EVEE: Interpretable variant effect prediction from genomic foundation model embeddings
EVEE: Interpretable variant effect prediction from genomic foundation model embeddings
Pearce, M. T.; Dooms, T.; Yamamoto, R.; Meehl, J.; Molnar, C.; Bissell, M.; Hazra, D.; Fang, C.; Nguyen, N.; Anderson, M.; Osborne, C.; Duffy, P.; Toomey, B.; Klee, E.; Myasoedova, E.; Ryu, A.; Ayanian, S.; Korfiatis, P.; Redlon, M.; Jain, A.; Balsam, D.; Wang, N. K.

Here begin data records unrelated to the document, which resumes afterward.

//! Time grids for response simulation and component reconstruction.

use crate::constants::{time_constant, AUTO_SPAN_TIME_CONSTANTS, DEFAULT_SAMPLE_COUNT};
use crate::math::{CScalar, Scalar};
use crate::simulation::SimulationError;

/// Generates `n` linearly spaced samples in [start, stop].
#[must_use]
pub fn linspace(start: Scalar, stop: Scalar, n: usize) -> Vec<Scalar> {
    match n {
        0 => Vec::new(),
        1 => vec![start],
        _ => {
            let step = (stop - start) / (n as Scalar - 1.0);
            (0..n).map(|i| start + step * i as Scalar).collect()
        }
    }
}

/// Applies `f` to each sample instant and collects results.
#[must_use]
pub fn sample_map<I, F, T>(times: I, f: F) -> Vec<T>
where
    I: IntoIterator<Item = Scalar>,
    F: FnMut(Scalar) -> T,
{
    times.into_iter().map(f).collect()
}

/// Window length covering [`AUTO_SPAN_TIME_CONSTANTS`] time constants of the slowest
/// decaying pole.
#[must_use]
pub fn automatic_span(poles: &[CScalar]) -> Scalar {
    let slowest = poles
        .iter()
        .map(|p| p.re.abs())
        .fold(Scalar::INFINITY, Scalar::min);
    let rate = if slowest.is_finite() { slowest } else { 0.0 };
    AUTO_SPAN_TIME_CONSTANTS * time_constant(rate)
}

/// Uniform grid `0..=span` with `samples` points; the span may be derived from the poles.
#[cfg_attr(feature = "serde", derive(serde::Serialize, serde::Deserialize))]
#[derive(Debug, Clone, Copy, PartialEq)]
pub struct TimeGrid {
    /// Window length in seconds, `None` to size it from the poles.
    pub span: Option<Scalar>,
    /// Number of samples including both end points.
    pub samples: usize,
}

impl TimeGrid {
    /// Fixed window `[0, span]`.
    #[must_use]
    pub fn fixed(span: Scalar, samples: usize) -> Self {
        Self {
            span: Some(span),
            samples,
        }
    }

    /// Window sized from the slowest pole.
    #[must_use]
    pub fn automatic(samples: usize) -> Self {
        Self {
            span: None,
            samples,
        }
    }

    /// Validates the grid settings.
    ///
    /// # Errors
    /// Returns [`SimulationError::InvalidConfig`] for fewer than two samples or a
    /// non-positive span.
    pub fn validate(&self) -> Result<(), SimulationError> {
        if self.samples < 2 {
            return Err(SimulationError::InvalidConfig(format!(
                "sample_count must be >= 2, got {}",
                self.samples
            )));
        }
        if let Some(span) = self.span {
            if !(span.is_finite() && span > 0.0) {
                return Err(SimulationError::InvalidConfig(format!(
                    "time_span must be > 0, got {span}"
                )));
            }
        }
        Ok(())
    }

    /// Window length used for the given poles.
    #[must_use]
    pub fn span_for(&self, poles: &[CScalar]) -> Scalar {
        self.span.unwrap_or_else(|| automatic_span(poles))
    }

    /// Sample instants for a system with the given poles.
    ///
    /// # Errors
    /// See [`TimeGrid::validate`].
    pub fn resolve(&self, poles: &[CScalar]) -> Result<Vec<Scalar>, SimulationError> {
        self.validate()?;
        Ok(linspace(0.0, self.span_for(poles), self.samples))
    }
}

impl Default for TimeGrid {
    fn default() -> Self {
        Self::automatic(DEFAULT_SAMPLE_COUNT)
    }
}

#[cfg(test)]
mod tests {
    use super::*;
    use approx::assert_relative_eq;

    #[test]
    fn linspace_basic() {
        let v = linspace(0.0, 1.0, 5);
        assert_eq!(v, vec![0.0, 0.25, 0.5, 0.75, 1.0]);
        assert!(linspace(0.0, 1.0, 0).is_empty());
    }

    #[test]
    fn sample_map_runs_function() {
        let out = sample_map(vec![1.0, 2.0, 3.0], |t| t * 2.0);
        assert_eq!(out, vec![2.0, 4.0, 6.0]);
    }

    #[test]
    fn automatic_span_uses_slowest_pole() {
        let poles = [CScalar::new(-5000.0, 19_364.9), CScalar::new(-5000.0, -19_364.9)];
        assert_relative_eq!(automatic_span(&poles), 7.0 / 5000.0, max_relative = 1.0e-12);
        let mixed = [CScalar::new(-1.0, 0.0), CScalar::new(-0.5, 0.0)];
        assert_relative_eq!(automatic_span(&mixed), 14.0);
    }

    #[test]
    fn automatic_span_handles_marginal_and_empty_pole_sets() {
        assert_relative_eq!(automatic_span(&[CScalar::new(0.0, 2.0)]), 7.0);
        assert_relative_eq!(automatic_span(&[]), 7.0);
    }

    #[test]
    fn resolve_builds_uniform_grid() {
        let times = TimeGrid::fixed(2.0, 1000).resolve(&[]).unwrap();
        assert_eq!(times.len(), 1000);
        assert_relative_eq!(times[999], 2.0);
    }

    #[test]
    fn invalid_grids_are_rejected() {
        assert!(TimeGrid::fixed(2.0, 1).validate().is_err());
        assert!(TimeGrid::fixed(-1.0, 10).validate().is_err());
        assert!(TimeGrid::fixed(f64::NAN, 10).validate().is_err());
        assert!(TimeGrid::automatic(10).validate().is_ok());
    }
}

AbstractPredicting the clinical significance of genetic variants remains a central challenge in genomic medicine, with most observed variants classified as variants of uncertain significance. Here we show that representations from Evo 2, a 7-billion-parameter genomic foundation model, support accurate and interpretable pathogenicity prediction across variant types from a single framework. An embedding-based classifier, or "probe", trained on Evo 2 embeddings achieves state-of-the-art performance across single nucleotide variant consequence types (0.997 overall AUROC on 839k ClinVar variants) and generalizes zero-shot to indels (0.991 AUROC), outperforming bioinformatic meta-predictors, protein models, and existing foundation model approaches. Performance is robust across conservation levels and transfers to deep mutational scanning datasets for BRCA1, BRCA2, TP53, and LDLR. To make these predictions interpretable, we train supervised annotation probes to quantify predicted disruptions caused by each variant, then synthesize these disruption profiles into natural language explanations using a frontier reasoning model. We provide pre-computed predictions and on-demand explanations for all 4.2 million ClinVar variants through the Evo Variant Effect Explorer (EVEE), an interactive web resource for the community. This work establishes that representations from genomic foundation models can serve as a unified substrate for both accurate variant effect prediction and mechanistic interpretation, reframing interpretability in computational genomics from a trade-off into a complementary product of learned biological structure.